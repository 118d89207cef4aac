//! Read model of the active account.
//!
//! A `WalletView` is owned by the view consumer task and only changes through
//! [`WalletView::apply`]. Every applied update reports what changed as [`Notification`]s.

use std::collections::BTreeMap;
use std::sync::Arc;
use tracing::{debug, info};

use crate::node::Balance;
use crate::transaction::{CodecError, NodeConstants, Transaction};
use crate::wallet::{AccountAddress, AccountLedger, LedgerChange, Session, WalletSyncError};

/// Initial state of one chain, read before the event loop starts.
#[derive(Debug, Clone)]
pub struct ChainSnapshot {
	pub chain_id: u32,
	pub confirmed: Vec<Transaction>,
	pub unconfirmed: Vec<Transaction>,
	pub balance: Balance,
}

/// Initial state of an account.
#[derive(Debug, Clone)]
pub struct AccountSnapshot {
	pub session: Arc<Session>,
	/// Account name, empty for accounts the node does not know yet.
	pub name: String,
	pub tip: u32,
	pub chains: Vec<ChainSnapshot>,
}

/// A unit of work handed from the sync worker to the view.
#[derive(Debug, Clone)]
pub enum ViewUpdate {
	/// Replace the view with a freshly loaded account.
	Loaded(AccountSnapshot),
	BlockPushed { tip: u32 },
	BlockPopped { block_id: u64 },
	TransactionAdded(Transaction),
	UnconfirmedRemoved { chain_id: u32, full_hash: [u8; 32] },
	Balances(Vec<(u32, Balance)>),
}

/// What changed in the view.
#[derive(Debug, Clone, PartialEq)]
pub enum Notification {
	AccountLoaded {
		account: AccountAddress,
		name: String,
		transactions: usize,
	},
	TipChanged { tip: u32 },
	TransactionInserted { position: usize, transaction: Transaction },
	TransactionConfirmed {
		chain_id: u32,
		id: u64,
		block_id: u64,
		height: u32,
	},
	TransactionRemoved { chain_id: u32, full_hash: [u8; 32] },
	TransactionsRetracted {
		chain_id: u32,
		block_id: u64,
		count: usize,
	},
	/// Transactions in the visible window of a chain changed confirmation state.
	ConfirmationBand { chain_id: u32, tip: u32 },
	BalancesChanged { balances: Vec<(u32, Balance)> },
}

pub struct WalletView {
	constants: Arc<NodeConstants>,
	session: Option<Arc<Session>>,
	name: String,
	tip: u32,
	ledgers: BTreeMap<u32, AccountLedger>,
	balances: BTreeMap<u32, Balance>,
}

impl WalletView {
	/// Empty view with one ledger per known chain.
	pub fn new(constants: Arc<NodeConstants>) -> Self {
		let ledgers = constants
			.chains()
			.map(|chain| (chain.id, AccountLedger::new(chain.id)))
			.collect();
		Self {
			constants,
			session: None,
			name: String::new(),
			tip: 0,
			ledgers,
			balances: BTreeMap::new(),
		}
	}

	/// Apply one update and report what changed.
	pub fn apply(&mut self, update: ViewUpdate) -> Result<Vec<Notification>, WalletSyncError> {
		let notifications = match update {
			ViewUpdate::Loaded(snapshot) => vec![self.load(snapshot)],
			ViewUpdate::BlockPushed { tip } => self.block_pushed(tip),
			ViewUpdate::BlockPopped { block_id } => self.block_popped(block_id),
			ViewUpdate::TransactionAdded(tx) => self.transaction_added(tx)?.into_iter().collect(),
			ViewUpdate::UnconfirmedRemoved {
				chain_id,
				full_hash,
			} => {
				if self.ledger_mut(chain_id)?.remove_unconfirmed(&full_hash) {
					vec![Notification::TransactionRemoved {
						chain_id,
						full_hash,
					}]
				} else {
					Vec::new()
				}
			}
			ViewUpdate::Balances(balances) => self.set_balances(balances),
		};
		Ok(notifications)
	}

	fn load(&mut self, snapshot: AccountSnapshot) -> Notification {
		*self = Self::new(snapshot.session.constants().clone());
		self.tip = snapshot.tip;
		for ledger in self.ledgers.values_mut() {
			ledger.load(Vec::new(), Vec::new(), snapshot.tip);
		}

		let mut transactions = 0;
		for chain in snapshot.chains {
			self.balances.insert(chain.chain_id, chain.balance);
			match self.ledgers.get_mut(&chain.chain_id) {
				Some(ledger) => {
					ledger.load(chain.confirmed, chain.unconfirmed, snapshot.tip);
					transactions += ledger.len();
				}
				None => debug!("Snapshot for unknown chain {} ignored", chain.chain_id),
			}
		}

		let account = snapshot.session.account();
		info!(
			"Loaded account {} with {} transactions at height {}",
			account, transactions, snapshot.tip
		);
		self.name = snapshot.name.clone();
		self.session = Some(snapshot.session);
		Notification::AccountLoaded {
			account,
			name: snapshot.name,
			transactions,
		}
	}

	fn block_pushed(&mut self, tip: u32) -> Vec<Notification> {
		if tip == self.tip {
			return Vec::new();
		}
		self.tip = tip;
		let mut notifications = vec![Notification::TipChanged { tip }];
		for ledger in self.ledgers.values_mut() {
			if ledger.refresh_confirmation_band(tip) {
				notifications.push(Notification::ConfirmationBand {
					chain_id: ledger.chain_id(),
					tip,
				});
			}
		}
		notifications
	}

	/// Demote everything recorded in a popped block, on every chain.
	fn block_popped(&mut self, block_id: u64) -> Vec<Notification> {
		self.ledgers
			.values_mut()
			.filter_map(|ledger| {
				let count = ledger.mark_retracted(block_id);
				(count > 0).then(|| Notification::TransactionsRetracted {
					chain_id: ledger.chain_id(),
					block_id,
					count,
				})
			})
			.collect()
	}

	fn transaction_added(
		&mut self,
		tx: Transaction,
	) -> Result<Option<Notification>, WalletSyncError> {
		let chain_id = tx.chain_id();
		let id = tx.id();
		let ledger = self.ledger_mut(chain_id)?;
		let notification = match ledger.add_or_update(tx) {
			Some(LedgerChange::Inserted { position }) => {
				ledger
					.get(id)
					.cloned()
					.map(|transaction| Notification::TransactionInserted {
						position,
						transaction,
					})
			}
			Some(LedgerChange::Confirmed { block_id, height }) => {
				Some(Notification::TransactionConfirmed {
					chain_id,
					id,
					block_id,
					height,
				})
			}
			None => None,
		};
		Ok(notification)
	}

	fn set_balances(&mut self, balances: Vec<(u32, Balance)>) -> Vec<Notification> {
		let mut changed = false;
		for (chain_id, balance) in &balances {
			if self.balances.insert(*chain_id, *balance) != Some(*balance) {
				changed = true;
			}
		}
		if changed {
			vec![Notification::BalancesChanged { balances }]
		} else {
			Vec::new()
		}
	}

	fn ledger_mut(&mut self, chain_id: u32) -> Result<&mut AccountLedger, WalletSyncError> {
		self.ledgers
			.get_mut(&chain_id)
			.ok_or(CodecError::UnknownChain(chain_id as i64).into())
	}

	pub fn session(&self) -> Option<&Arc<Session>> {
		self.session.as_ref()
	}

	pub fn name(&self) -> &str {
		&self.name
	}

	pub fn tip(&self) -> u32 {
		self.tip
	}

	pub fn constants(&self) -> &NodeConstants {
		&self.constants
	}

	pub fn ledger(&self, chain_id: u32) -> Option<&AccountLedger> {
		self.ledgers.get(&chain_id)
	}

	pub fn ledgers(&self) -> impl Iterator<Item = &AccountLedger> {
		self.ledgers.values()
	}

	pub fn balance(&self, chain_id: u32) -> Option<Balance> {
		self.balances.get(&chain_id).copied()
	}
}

──────────

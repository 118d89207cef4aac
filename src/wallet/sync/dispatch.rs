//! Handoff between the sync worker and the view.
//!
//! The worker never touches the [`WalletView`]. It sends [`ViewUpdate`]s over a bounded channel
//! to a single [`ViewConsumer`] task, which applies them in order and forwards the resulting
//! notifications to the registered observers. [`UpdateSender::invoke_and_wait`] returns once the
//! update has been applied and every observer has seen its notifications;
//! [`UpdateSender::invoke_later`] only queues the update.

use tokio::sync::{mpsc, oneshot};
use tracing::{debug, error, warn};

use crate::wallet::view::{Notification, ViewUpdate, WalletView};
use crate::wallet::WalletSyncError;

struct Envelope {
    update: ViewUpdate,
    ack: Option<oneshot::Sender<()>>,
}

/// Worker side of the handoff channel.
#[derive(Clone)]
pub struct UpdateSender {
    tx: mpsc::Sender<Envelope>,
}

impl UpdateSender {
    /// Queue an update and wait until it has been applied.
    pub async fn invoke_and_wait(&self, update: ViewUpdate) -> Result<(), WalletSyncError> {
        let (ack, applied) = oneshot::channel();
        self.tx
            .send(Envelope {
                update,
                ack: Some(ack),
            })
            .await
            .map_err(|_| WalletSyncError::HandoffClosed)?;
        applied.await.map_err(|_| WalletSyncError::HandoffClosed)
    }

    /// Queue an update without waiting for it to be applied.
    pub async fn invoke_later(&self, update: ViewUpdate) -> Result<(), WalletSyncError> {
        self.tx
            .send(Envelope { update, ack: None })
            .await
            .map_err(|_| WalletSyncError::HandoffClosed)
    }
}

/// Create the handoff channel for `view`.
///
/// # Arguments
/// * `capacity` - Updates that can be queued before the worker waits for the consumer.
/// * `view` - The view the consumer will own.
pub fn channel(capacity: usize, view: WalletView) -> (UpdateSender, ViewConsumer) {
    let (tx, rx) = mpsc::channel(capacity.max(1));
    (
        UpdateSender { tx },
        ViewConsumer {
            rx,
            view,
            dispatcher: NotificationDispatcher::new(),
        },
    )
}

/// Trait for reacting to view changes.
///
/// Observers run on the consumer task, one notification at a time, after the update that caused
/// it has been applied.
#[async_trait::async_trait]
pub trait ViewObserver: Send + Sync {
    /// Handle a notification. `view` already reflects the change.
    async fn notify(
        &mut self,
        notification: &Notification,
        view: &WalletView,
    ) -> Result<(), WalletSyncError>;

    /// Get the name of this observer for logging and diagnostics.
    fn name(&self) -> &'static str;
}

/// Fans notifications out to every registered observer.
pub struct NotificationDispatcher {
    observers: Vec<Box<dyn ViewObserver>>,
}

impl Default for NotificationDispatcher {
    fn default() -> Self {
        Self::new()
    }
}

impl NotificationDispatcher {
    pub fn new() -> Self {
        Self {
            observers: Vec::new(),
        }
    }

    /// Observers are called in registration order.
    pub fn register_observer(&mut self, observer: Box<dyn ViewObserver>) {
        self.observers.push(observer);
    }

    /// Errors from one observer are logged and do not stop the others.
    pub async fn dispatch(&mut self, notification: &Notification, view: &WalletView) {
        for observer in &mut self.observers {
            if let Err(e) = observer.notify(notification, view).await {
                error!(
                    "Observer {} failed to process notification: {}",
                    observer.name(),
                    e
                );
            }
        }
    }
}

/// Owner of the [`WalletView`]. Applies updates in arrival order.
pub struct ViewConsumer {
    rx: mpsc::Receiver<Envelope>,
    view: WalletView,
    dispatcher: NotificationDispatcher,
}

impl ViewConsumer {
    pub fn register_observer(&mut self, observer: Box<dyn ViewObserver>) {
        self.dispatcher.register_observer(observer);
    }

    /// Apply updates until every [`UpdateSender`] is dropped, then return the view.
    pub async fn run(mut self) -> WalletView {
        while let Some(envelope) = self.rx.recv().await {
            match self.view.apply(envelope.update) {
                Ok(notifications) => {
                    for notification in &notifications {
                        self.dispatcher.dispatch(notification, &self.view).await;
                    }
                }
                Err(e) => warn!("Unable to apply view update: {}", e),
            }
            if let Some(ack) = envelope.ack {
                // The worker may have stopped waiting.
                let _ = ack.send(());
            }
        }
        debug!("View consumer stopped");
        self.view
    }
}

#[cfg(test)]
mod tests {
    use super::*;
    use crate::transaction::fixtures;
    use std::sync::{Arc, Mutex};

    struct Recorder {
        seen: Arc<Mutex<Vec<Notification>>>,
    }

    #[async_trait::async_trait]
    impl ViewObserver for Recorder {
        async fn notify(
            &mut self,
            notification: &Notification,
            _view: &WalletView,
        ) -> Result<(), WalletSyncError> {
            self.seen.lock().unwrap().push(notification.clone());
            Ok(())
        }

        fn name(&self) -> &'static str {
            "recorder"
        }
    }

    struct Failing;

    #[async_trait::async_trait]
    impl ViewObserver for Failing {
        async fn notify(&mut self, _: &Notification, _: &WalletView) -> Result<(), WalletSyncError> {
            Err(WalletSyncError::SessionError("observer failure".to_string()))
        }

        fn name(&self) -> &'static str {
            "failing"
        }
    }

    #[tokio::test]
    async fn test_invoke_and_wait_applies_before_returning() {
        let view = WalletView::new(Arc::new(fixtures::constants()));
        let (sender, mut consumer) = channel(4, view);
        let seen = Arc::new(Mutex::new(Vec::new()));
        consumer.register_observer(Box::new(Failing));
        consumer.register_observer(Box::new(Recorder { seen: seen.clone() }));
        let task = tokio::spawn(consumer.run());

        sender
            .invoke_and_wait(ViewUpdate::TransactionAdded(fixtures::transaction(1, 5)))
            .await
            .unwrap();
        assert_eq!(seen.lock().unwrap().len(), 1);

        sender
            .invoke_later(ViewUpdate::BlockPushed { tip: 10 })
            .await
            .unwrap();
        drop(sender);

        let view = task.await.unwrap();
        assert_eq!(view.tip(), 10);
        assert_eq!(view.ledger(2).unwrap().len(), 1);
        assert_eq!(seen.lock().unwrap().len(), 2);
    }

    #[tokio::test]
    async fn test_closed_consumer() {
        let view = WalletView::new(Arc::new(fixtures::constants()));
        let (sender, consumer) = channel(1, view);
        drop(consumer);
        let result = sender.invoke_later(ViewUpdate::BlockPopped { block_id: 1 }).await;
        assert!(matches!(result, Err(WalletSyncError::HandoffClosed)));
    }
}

──────────

EXERCISE DIRECTIONS:
Give back exactly the lines above, from the line containing "pub fn constants(&self)" through the line containing "pub fn ledgers(&self)", with both end lines and nothing more.

EXERCISE SOLUTION:
	pub fn constants(&self) -> &NodeConstants {
		&self.constants
	}

	pub fn ledger(&self, chain_id: u32) -> Option<&AccountLedger> {
		self.ledgers.get(&chain_id)
	}

	pub fn ledgers(&self) -> impl Iterator<Item = &AccountLedger> {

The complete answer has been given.